The STRIKE ZONE is that area over home plate the upper limit of which is a horizontal line at the midpoint between the top of the shoulders and the top of the uniform pants, and the lower level is a line at the hollow beneath the kneecap. The Strike Zone shall be determined from the batter’s stance as the batter is prepared to swing at a pitched ball.

It doesn’t say the front of home plate, or the back of home plate, or the middle of home plate. This indicates that the strike zone is a prism, and that going through any of that prism is a strike. If a breaking pitch clips one corner, that’s a strike. And that’s how I’ve always understood the strike zone.

Ah, but there’s a catch. The rulebook also has the following diagram to illustrate the strike zone:


In this, there is no indication that the strike zone is anything but a plane. Of course, it still doesn’t say that it’s the front of the plate or the back of the plate or the middle of the plate or wherever. Anyway, does anyone know where Pitch F/X draws its plane?

And don’t get me started on umpires who call balls and strikes based upon where the ball was caught.

7 Comments leave one →
  1. August 10, 2009 1:55 pm

    I had a brief rant about some bad umpiring last year.

    It was only one at-bat I complained about, though there were others in that game I was less than happy with. Couldn’t say whether Scott Bsrry is always that inconsistent or not, but here’s one example, anyway.

  2. August 10, 2009 2:41 pm

    Yeah, I had always thought that the strike zone was a home plate shaped prism about two and a half feet tall floating in the air above the plate. If any part of the ball intersected any part of the prism, it’s a strike.

    Maybe I was wrong, but I still like to imagine a Bob Gibson slider nicking one vertex to blow a guy away.

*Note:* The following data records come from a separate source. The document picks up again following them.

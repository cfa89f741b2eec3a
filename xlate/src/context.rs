// SPDX-License-Identifier: Apache-2.0
// Copyright Open Network Fabric Authors

//! Translation context: the reference-counted owner of the local and remote rulesets.
//!
//! A context is created with one reference, in the form of a [`ContextRef`]. References are
//! acquired by cloning a [`ContextRef`] (or through a [`crate::DeviceTable`]) and released when
//! they are dropped. Releasing the last reference marks the context as freed and tears its
//! rulesets down; the memory itself goes away with the last [`Arc`] pointing to it.
//!
//! Every change to the reference count or to the signature of any context happens under a
//! process-wide lifecycle lock. Rules are protected by a per-context [`RwLock`], always taken
//! after the lifecycle lock when both are needed.

use crate::errors::XlateError;
use crate::rule::{RuleId, RulePair, RulesetKind};
use crate::ruleset::Ruleset;
use std::fmt::Debug;
use std::net::{Ipv4Addr, Ipv6Addr};
use std::ops::Deref;
use std::sync::atomic::{AtomicU32, Ordering};
use std::sync::{
    Arc, Mutex, MutexGuard, PoisonError, RwLock, RwLockReadGuard, RwLockWriteGuard, Weak,
};

#[allow(unused)]
use tracing::{debug, error, info, warn};

/// Signature of a live context
pub const VALID_SIGNATURE: u32 = 0x4e41_5434;
/// Signature of a context whose last reference was released
pub const FREED_SIGNATURE: u32 = 0xdead_4e46;

const INITIAL_RULES: usize = 16;

static LIFECYCLE_LOCK: Mutex<()> = Mutex::new(());

fn lifecycle_lock() -> MutexGuard<'static, ()> {
    LIFECYCLE_LOCK.lock().unwrap_or_else(PoisonError::into_inner)
}

/// Reports a misuse of the reference counting. Fatal in debug builds.
macro_rules! violation {
    ($($arg:tt)+) => {{
        error!($($arg)+);
        if cfg!(debug_assertions) {
            panic!($($arg)+);
        }
    }};
}

/// The two rulesets of a translation context
#[derive(Debug)]
pub struct Rulesets {
    pub local: Ruleset,
    pub remote: Ruleset,
}

impl Rulesets {
    fn with_capacity(capacity: usize) -> Result<Self, XlateError> {
        Ok(Self {
            local: Ruleset::with_capacity(RulesetKind::Local, capacity)?,
            remote: Ruleset::with_capacity(RulesetKind::Remote, capacity)?,
        })
    }

    #[must_use]
    pub fn get(&self, kind: RulesetKind) -> &Ruleset {
        match kind {
            RulesetKind::Local => &self.local,
            RulesetKind::Remote => &self.remote,
        }
    }

    #[must_use]
    pub fn get_mut(&mut self, kind: RulesetKind) -> &mut Ruleset {
        match kind {
            RulesetKind::Local => &mut self.local,
            RulesetKind::Remote => &mut self.remote,
        }
    }
}

/// A translation context
pub struct XlateContext {
    sig: AtomicU32,
    refcount: AtomicU32,
    rules: RwLock<Rulesets>,
}

impl XlateContext {
    /// Creates a new translation context with empty rulesets, and returns the first reference
    /// to it.
    ///
    /// # Errors
    ///
    /// Returns [`XlateError::AllocationFailure`] if the rulesets can't be allocated.
    pub fn alloc() -> Result<ContextRef, XlateError> {
        let rules = Rulesets::with_capacity(INITIAL_RULES)?;
        let ctx = Arc::new(Self {
            sig: AtomicU32::new(VALID_SIGNATURE),
            refcount: AtomicU32::new(1),
            rules: RwLock::new(rules),
        });
        info!("Allocated translation context {:p}", Arc::as_ptr(&ctx));
        Ok(ContextRef { inner: ctx })
    }

    /// Acquires a new reference to the context.
    ///
    /// Returns `None` if the context has already been freed.
    #[must_use]
    pub fn acquire(self: &Arc<Self>) -> Option<ContextRef> {
        let _guard = lifecycle_lock();
        if !self.is_valid() {
            warn!(
                "Refusing to acquire freed translation context {:p}",
                Arc::as_ptr(self)
            );
            return None;
        }
        self.incref();
        Some(ContextRef {
            inner: Arc::clone(self),
        })
    }

    // The lifecycle lock must be held
    fn incref(&self) {
        let count = self.refcount.load(Ordering::Acquire);
        let Some(count) = count.checked_add(1) else {
            error!("Reference count overflow on translation context {self:p}");
            std::process::abort();
        };
        self.refcount.store(count, Ordering::Release);
        debug!("Acquired translation context {self:p}, refcount is now {count}");
    }

    fn release(&self) {
        let _guard = lifecycle_lock();
        if !self.is_valid() {
            violation!("Releasing freed translation context {self:p}");
            return;
        }
        let count = self.refcount.load(Ordering::Acquire);
        if count == 0 {
            violation!("Releasing translation context {self:p} which has no reference");
            return;
        }
        self.refcount.store(count - 1, Ordering::Release);
        debug!(
            "Released translation context {self:p}, refcount is now {}",
            count - 1
        );
        if count == 1 {
            self.sig.store(FREED_SIGNATURE, Ordering::Release);
            self.teardown();
        }
    }

    fn teardown(&self) {
        let mut rules = self.rules.write().unwrap_or_else(PoisonError::into_inner);
        let local = rules.local.drain();
        let remote = rules.remote.drain();
        info!("Freed translation context {self:p} ({local} local rules, {remote} remote rules)");
    }

    /// Tell if the context is live. A context is no longer valid after its last reference has
    /// been released.
    #[must_use]
    pub fn is_valid(&self) -> bool {
        self.sig.load(Ordering::Acquire) == VALID_SIGNATURE
    }

    /// Current number of references to the context
    #[must_use]
    pub fn refcount(&self) -> u32 {
        self.refcount.load(Ordering::Acquire)
    }

    fn write_rules(&self) -> Result<RwLockWriteGuard<'_, Rulesets>, XlateError> {
        let rules = self.rules.write().unwrap_or_else(PoisonError::into_inner);
        if !self.is_valid() {
            warn!("Attempted to modify freed translation context {self:p}");
            return Err(XlateError::InvalidContext);
        }
        Ok(rules)
    }

    /// Read access to the rulesets, for batched lookups.
    ///
    /// # Errors
    ///
    /// Returns [`XlateError::InvalidContext`] if the context has been freed.
    pub fn rules(&self) -> Result<RwLockReadGuard<'_, Rulesets>, XlateError> {
        let rules = self.rules.read().unwrap_or_else(PoisonError::into_inner);
        if !self.is_valid() {
            warn!("Attempted to read freed translation context {self:p}");
            return Err(XlateError::InvalidContext);
        }
        Ok(rules)
    }

    /// Adds a rule to one of the rulesets of the context.
    ///
    /// # Errors
    ///
    /// Fails if the context has been freed, or if the ruleset refuses the rule.
    pub fn insert_rule(&self, kind: RulesetKind, rule: RulePair) -> Result<RuleId, XlateError> {
        self.write_rules()?.get_mut(kind).insert(rule)
    }

    /// Removes the entries for `addr4/len4` and `addr6/len6` from one of the rulesets of the
    /// context. See [`Ruleset::remove`].
    pub fn remove_rule(
        &self,
        kind: RulesetKind,
        addr4: Ipv4Addr,
        len4: u8,
        addr6: Ipv6Addr,
        len6: u8,
    ) -> bool {
        self.write_rules()
            .is_ok_and(|mut rules| rules.get_mut(kind).remove(addr4, len4, addr6, len6))
    }

    #[must_use]
    pub fn lookup_v4(&self, kind: RulesetKind, addr: &Ipv4Addr) -> Option<RulePair> {
        let rules = self.rules().ok()?;
        rules.get(kind).lookup_v4(addr).map(|(_, rule)| *rule)
    }

    #[must_use]
    pub fn lookup_v6(&self, kind: RulesetKind, addr: &Ipv6Addr) -> Option<RulePair> {
        let rules = self.rules().ok()?;
        rules.get(kind).lookup_v6(addr).map(|(_, rule)| *rule)
    }

    /// Number of rules in one of the rulesets. A freed context has none.
    #[must_use]
    pub fn rule_count(&self, kind: RulesetKind) -> usize {
        self.rules().map_or(0, |rules| rules.get(kind).len())
    }
}

impl Debug for XlateContext {
    fn fmt(&self, f: &mut std::fmt::Formatter<'_>) -> std::fmt::Result {
        f.debug_struct("XlateContext")
            .field("sig", &format_args!("{:#x}", self.sig.load(Ordering::Acquire)))
            .field("refcount", &self.refcount())
            .finish_non_exhaustive()
    }
}

/// An owned reference to a [`XlateContext`]. Cloning acquires a new reference, dropping releases
/// it.
pub struct ContextRef {
    inner: Arc<XlateContext>,
}

impl ContextRef {
    /// Releases this reference. If it was the last one, the context is torn down.
    pub fn release(self) {
        drop(self);
    }

    /// Tell if two references point to the same context
    #[must_use]
    pub fn ptr_eq(&self, other: &ContextRef) -> bool {
        Arc::ptr_eq(&self.inner, &other.inner)
    }

    pub(crate) fn downgrade(&self) -> Weak<XlateContext> {
        Arc::downgrade(&self.inner)
    }
}

impl Clone for ContextRef {
    fn clone(&self) -> Self {
        let _guard = lifecycle_lock();
        if self.is_valid() {
            self.inner.incref();
        } else {
            violation!("Cloning a reference to freed translation context {:p}", self.inner);
        }
        Self {
            inner: Arc::clone(&self.inner),
        }
    }
}

impl Drop for ContextRef {
    fn drop(&mut self) {
        self.inner.release();
    }
}

impl Deref for ContextRef {
    type Target = XlateContext;

    fn deref(&self) -> &Self::Target {
        &self.inner
    }
}

impl Debug for ContextRef {
    fn fmt(&self, f: &mut std::fmt::Formatter<'_>) -> std::fmt::Result {
        f.debug_tuple("ContextRef").field(&self.inner).finish()
    }
}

  3. August 10, 2009 2:50 pm

    I still think it’s a prism, and the rulebook text is correct. The people making the diagram just didn’t think it through.

  4. August 10, 2009 5:10 pm

    I agree; it’s definitely a prism. Great question about where the electronic systems place their planes. I wish I could help with an answer. This would have a tremendous effect on accuracy for a pitches with a large vertical break.

    As long as we’re on the subject of rulebook diagrams, here’s an off-topic factoid: the distance from bag to bag is greater from first to second than it is from home to first. That’s because second base is centered on the notional point of second base, whereas the other bases, including home plate, are entirely within the infield diamond.

  5. August 10, 2009 6:23 pm

    Of course, there is this alternative theory on the strikezone:

  6. Haaveilla permalink
    August 11, 2009 1:00 pm

    Two cases of really bad umpiring I’m thinking off (I wouldn’t mind writing about these, but English is not my mother tongue so it wouldn’t be anywhere as good as your writing I guess):
    -The pitch before Tino Martinez’s grand slam in the 98 world series (look at around 0:45 to see it). The pitch is right down the middle, yet the umpire calls a ball, you know what happened after that… You can also see Martinez blindly saying he thinks it was a good call, while it was a terrible call indeed.

    -Mike Winters baiting Milton Bradley and causing him to be injured.
    Story: | Video:
    Basically the home plate umpire called Bradley out on a called strike 3, then asked the 1b ump (Winters) if Bradley had tossed his bat towards him. Later Bradley singled, and while being around the bag, he asked the umpire if he had said yes or no. The ump then baited him, used some insults, and a SD coach killed his knee while preventing him from killing the ump.
    Good news is the umpire was suspended, which obviously proves that he did something way wrong, but it sucks that a player has to be injured so that the MLB takes action and reviews an incident.

  7. max permalink
    May 22, 2012 5:04 pm

    If it is a prism and i throw a high arcing pitch which comes down directly on top of the plate but passes throught the prism would that be a strike?